BEGIN Data
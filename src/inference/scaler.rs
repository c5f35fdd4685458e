//! Feature standardization
//!
//! Per-feature `(x - mean) / std` with the moments fitted once at startup.
//! Loading degrades to a synthetic fit so the service never refuses to
//! start over a missing scaler file; the scores are meaningless until a
//! real scaler is supplied, which is logged loudly.

use std::path::Path;

use ndarray::{Array1, Array2, ArrayView1, Axis};
use rand::Rng;
use rand_distr::StandardNormal;
use serde::{Deserialize, Serialize};
use thiserror::Error;

/// Rows of synthetic data used for the fallback fit.
const SYNTHETIC_ROWS: usize = 100;

#[derive(Debug, Error)]
pub enum ScalerError {
    #[error("scaler has not been fitted")]
    NotFitted,

    #[error("expected {expected} features, got {actual}")]
    DimensionMismatch { expected: usize, actual: usize },
}

/// Persisted scaler parameters (`scaler.json`).
#[derive(Debug, Serialize, Deserialize)]
struct ScalerFile {
    mean: Vec<f32>,
    std: Vec<f32>,
}

/// Standardizes features by removing the mean and scaling to unit variance.
#[derive(Debug, Clone, Default)]
pub struct StandardScaler {
    mean: Option<Array1<f32>>,
    std: Option<Array1<f32>>,
}

impl StandardScaler {
    pub fn new() -> Self {
        Self::default()
    }

    /// Build a scaler from persisted moments. Zero standard deviations are
    /// clamped to 1.0 so transform never divides by zero.
    pub fn from_params(mean: Array1<f32>, std: Array1<f32>) -> Self {
        Self {
            mean: Some(mean),
            std: Some(clamp_std(std)),
        }
    }

    pub fn is_fitted(&self) -> bool {
        self.mean.is_some() && self.std.is_some()
    }

    /// Compute per-column mean and standard deviation over a batch.
    pub fn fit(&mut self, data: &Array2<f32>) {
        let (mean, std) = moments(data);
        self.mean = Some(mean);
        self.std = Some(std);
    }

    /// Standardize one feature vector.
    pub fn transform(&self, x: ArrayView1<f32>) -> Result<Array1<f32>, ScalerError> {
        let (mean, std) = match (&self.mean, &self.std) {
            (Some(mean), Some(std)) => (mean, std),
            _ => return Err(ScalerError::NotFitted),
        };

        if x.len() != mean.len() {
            return Err(ScalerError::DimensionMismatch {
                expected: mean.len(),
                actual: x.len(),
            });
        }

        Ok((&x - mean) / std)
    }

    /// Fit on a batch, then return the standardized batch.
    pub fn fit_transform(&mut self, data: &Array2<f32>) -> Array2<f32> {
        let (mean, std) = moments(data);
        let out = (data - &mean) / &std;
        self.mean = Some(mean);
        self.std = Some(std);
        out
    }
}

fn moments(data: &Array2<f32>) -> (Array1<f32>, Array1<f32>) {
    let mean = data
        .mean_axis(Axis(0))
        .unwrap_or_else(|| Array1::zeros(data.ncols()));
    // Population std, ddof = 0.
    let std = clamp_std(data.std_axis(Axis(0), 0.0));
    (mean, std)
}

fn clamp_std(std: Array1<f32>) -> Array1<f32> {
    std.mapv(|s| if s == 0.0 { 1.0 } else { s })
}

/// Load the persisted scaler, or fit one on synthetic standard-normal data
/// when the file is missing, unreadable, or malformed. Never fails.
pub fn load_or_fit(path: &Path, dim: usize) -> StandardScaler {
    match load_from_file(path, dim) {
        Ok(scaler) => {
            tracing::info!("Scaler loaded from {}", path.display());
            scaler
        }
        Err(e) => {
            tracing::warn!(
                "Could not load scaler from {}: {}. Fitting on synthetic data; \
                 scores will be meaningless until a real scaler is supplied.",
                path.display(),
                e
            );
            fit_synthetic(dim)
        }
    }
}

fn load_from_file(path: &Path, dim: usize) -> anyhow::Result<StandardScaler> {
    let raw = std::fs::read_to_string(path)?;
    let file: ScalerFile = serde_json::from_str(&raw)?;

    if file.mean.len() != dim || file.std.len() != dim {
        anyhow::bail!(
            "expected {} entries per vector, got mean={} std={}",
            dim,
            file.mean.len(),
            file.std.len()
        );
    }

    Ok(StandardScaler::from_params(
        Array1::from_vec(file.mean),
        Array1::from_vec(file.std),
    ))
}

fn fit_synthetic(dim: usize) -> StandardScaler {
    let mut rng = rand::thread_rng();
    let samples =
        Array2::from_shape_fn((SYNTHETIC_ROWS, dim), |_| rng.sample::<f32, _>(StandardNormal));

    let mut scaler = StandardScaler::new();
    let standardized = scaler.fit_transform(&samples);
    tracing::debug!(
        "Synthetic scaler fitted on {} rows (standardized mean {:.4})",
        SYNTHETIC_ROWS,
        standardized.mean().unwrap_or(0.0)
    );
    scaler
}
END Data
# What is expected
Each line above that holds the string "over" should be copied and shown.

# The answer
//! start over a missing scaler file; the scores are meaningless until a
    /// Compute per-column mean and standard deviation over a batch.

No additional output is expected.